A la question de savoir si les élèves aiment les cours d’arabe, Nadine Sabri, 17 ans, élève en terminale dans une école privée, a la même réaction: un rire suivi d’un simple « Non ». Pour elle, le cours d’arabe se résume en quatre mots : « Tu retiens, tu recraches ».
Dr Mohamed Hamdi, enseignant à la faculté de Dar Al-Oloum, pense que lorsqu’on évoque le déclin de l’arabe classique, on se réfère plutôt à son déclin au niveau de l’alphabétisation face à l’usage croissant des dialectes ou des langues étrangères, et ce, à cause du difficile accès aux supports de qualité, permettant de garder l’arabe classique en vie. « Alors que les taux d’alphabétisation dans les pays arabes évoluent positivement, ces données ne permettent pas d’affirmer que les personnes arrivent à améliorer leur niveau en arabe classique », souligne-t-il, tout en ajoutant que la jeunesse d’aujourd’hui préfère utiliser l’anglais et a de plus en plus de mal à parler et à écrire l’arabe de manière correcte.
Le kottab fut longtemps la base de l’apprentissage du Coran et de la lecture pour les enfants dans le monde rural.
Sans oublier le numérique. Là, ce n’est pas que l’arabe qui souffre, mais toutes les langues. Les jeunes écrivent des SMS avec un franco-arabe, un mélange d’anglais, d’arabe et de chiffres. « Lorsque j’ai reçu un SMS de mon ami qui me disait: roo7 nam bala sa2aleh, je pensais qu’il avait oublié comment écrire au clavier et que les chiffres étaient juste des fautes de frappe. Un vrai charabia. Il s’est moqué de moi et a répondu: je dois t’apprendre à écrire en 3arabi (arabe) numérique », raconte Dr Hamdi.

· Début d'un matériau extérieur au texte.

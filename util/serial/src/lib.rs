// Copyright (c) 2025 The Vela Foundation

//! Canonical serialization for Vela wire types.
//!
//! All transaction hashing, signing digests, ledger storage and propagation
//! payloads go through `encode`/`decode` so that every node computes the same
//! bytes for the same value. The wire encoding is CBOR.

#![no_std]

extern crate alloc;

use alloc::vec::Vec;
use displaydoc::Display;
use serde::{de::DeserializeOwned, Serialize};

/// An error that occurred while encoding a value.
#[derive(Clone, Debug, Display, Eq, PartialEq)]
pub enum EncodeError {
    /// The value could not be encoded as CBOR
    Cbor,
}

/// An error that occurred while decoding a value.
#[derive(Clone, Debug, Display, Eq, PartialEq)]
pub enum DecodeError {
    /// The bytes are not valid CBOR for the target type
    Cbor,
}

/// Encode a value to canonical bytes.
pub fn encode<T: Serialize>(value: &T) -> Result<Vec<u8>, EncodeError> {
    serde_cbor::to_vec(value).map_err(|_e| EncodeError::Cbor)
}

/// Decode a value from bytes previously produced by [`encode`].
pub fn decode<T: DeserializeOwned>(bytes: &[u8]) -> Result<T, DecodeError> {
    serde_cbor::from_slice(bytes).map_err(|_e| DecodeError::Cbor)
}

/// The length in bytes of the canonical encoding of a value.
pub fn encoded_len<T: Serialize>(value: &T) -> Result<usize, EncodeError> {
    Ok(encode(value)?.len())
}

#[cfg(test)]
mod tests {
    use super::*;
    use alloc::{string::String, vec};
    use serde::Deserialize;

    #[derive(Debug, Deserialize, Eq, PartialEq, Serialize)]
    struct Thing {
        id: u64,
        name: String,
        bytes: Vec<u8>,
    }

    #[test]
    fn round_trip() {
        let thing = Thing {
            id: 7,
            name: String::from("seven"),
            bytes: vec![1, 2, 3],
        };
        let bytes = encode(&thing).unwrap();
        assert_eq!(bytes.len(), encoded_len(&thing).unwrap());
        let recovered: Thing = decode(&bytes).unwrap();
        assert_eq!(thing, recovered);
    }

    #[test]
    fn decode_garbage_fails() {
        let result: Result<Thing, _> = decode(&[0xff, 0x00, 0x13]);
        assert_eq!(result, Err(DecodeError::Cbor));
    }
}
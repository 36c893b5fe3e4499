// Copyright (c) 2025 The Vela Foundation

//! Linkable ring signatures and supporting primitives.
//!
//! This crate provides the cryptographic heart of Vela's input privacy:
//!
//! - Pedersen commitment generators and commitments to amounts.
//! - One-time ("stealth") output keys derived by Diffie-Hellman agreement.
//! - `RingMLSAG`, a linkable ring signature proving knowledge of exactly one
//!   ring member's private key, bound to a double-spend-preventing key image.

#![no_std]
#![deny(missing_docs)]
#![allow(non_snake_case)]

extern crate alloc;

#[cfg(test)]
extern crate std;

pub mod domain_separators;
pub mod onetime_keys;

mod commitment;
mod curve_scalar;
mod generators;
mod ring_signature;

pub use commitment::{Commitment, CompressedCommitment};
pub use curve_scalar::CurveScalar;
pub use generators::{generators, PedersenGens, B_BLINDING};
pub use ring_signature::{hash_to_point, Error, KeyImage, RingMLSAG, Scalar};

use serde::{Deserialize, Serialize};
use vela_crypto_keys::CompressedRistrettoPublic;

/// The data of a transaction output which a ring signature ranges over.
///
/// A ring is a list of these: the one-time output key being (possibly) spent,
/// the transaction public key it was created under, and the amount
/// commitment.
#[derive(Clone, Debug, Default, Deserialize, Eq, Hash, PartialEq, Serialize)]
pub struct ReducedTxOut {
    /// The tx_out.public_key (transaction public key).
    pub public_key: CompressedRistrettoPublic,

    /// The tx_out.target_key (one-time output key).
    pub target_key: CompressedRistrettoPublic,

    /// The amount commitment.
    pub commitment: CompressedCommitment,
}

Une autre question majeure est celle de la lecture, de moins en moins prisée par la jeunesse arabe. Selon Mohamad Ragab, propriétaire d’une maison d’édition, les jeunes ne lisent pas en arabe, et bien que la littérature pour enfants ait beaucoup évolué, elle n’arrive pas encore à rentrer en compétition avec les livres en langues étrangères. Il explique par ailleurs que le monde arabe ne publie plus que 15000 à 18000 livres par an, autant que les éditions américaines Penguin et Random House (deux maisons d’édition les plus importantes au niveau des Etats-Unis et de l’Angleterre) produisent à elles seules. « En matière de chiffres également, la Grèce traduit 5 fois plus de livres en grec que les pays arabes. Il fut un temps où l’Egypte était le plus grand producteur de livres en arabe dans la région, publiant entre 7000 et 9000 par an. Jusqu’aux années 2000, la production était encore en hausse, mais elle a brusquement chuté de 70% après la Révolution de 2011. En 2016, elle montrait des signes de reprise, mais sans réussir à décoller réellement », affirme Mohamad Ragab, qui conseille d’encourager la publication de livres plus accessibles qui puissent instiller le goût de la lecture aux jeunes. « La langue a besoin d’être associée à la modernité, à la créativité et à la culture, afin de redorer le blason de l’identité arabe », ajoute-t-il.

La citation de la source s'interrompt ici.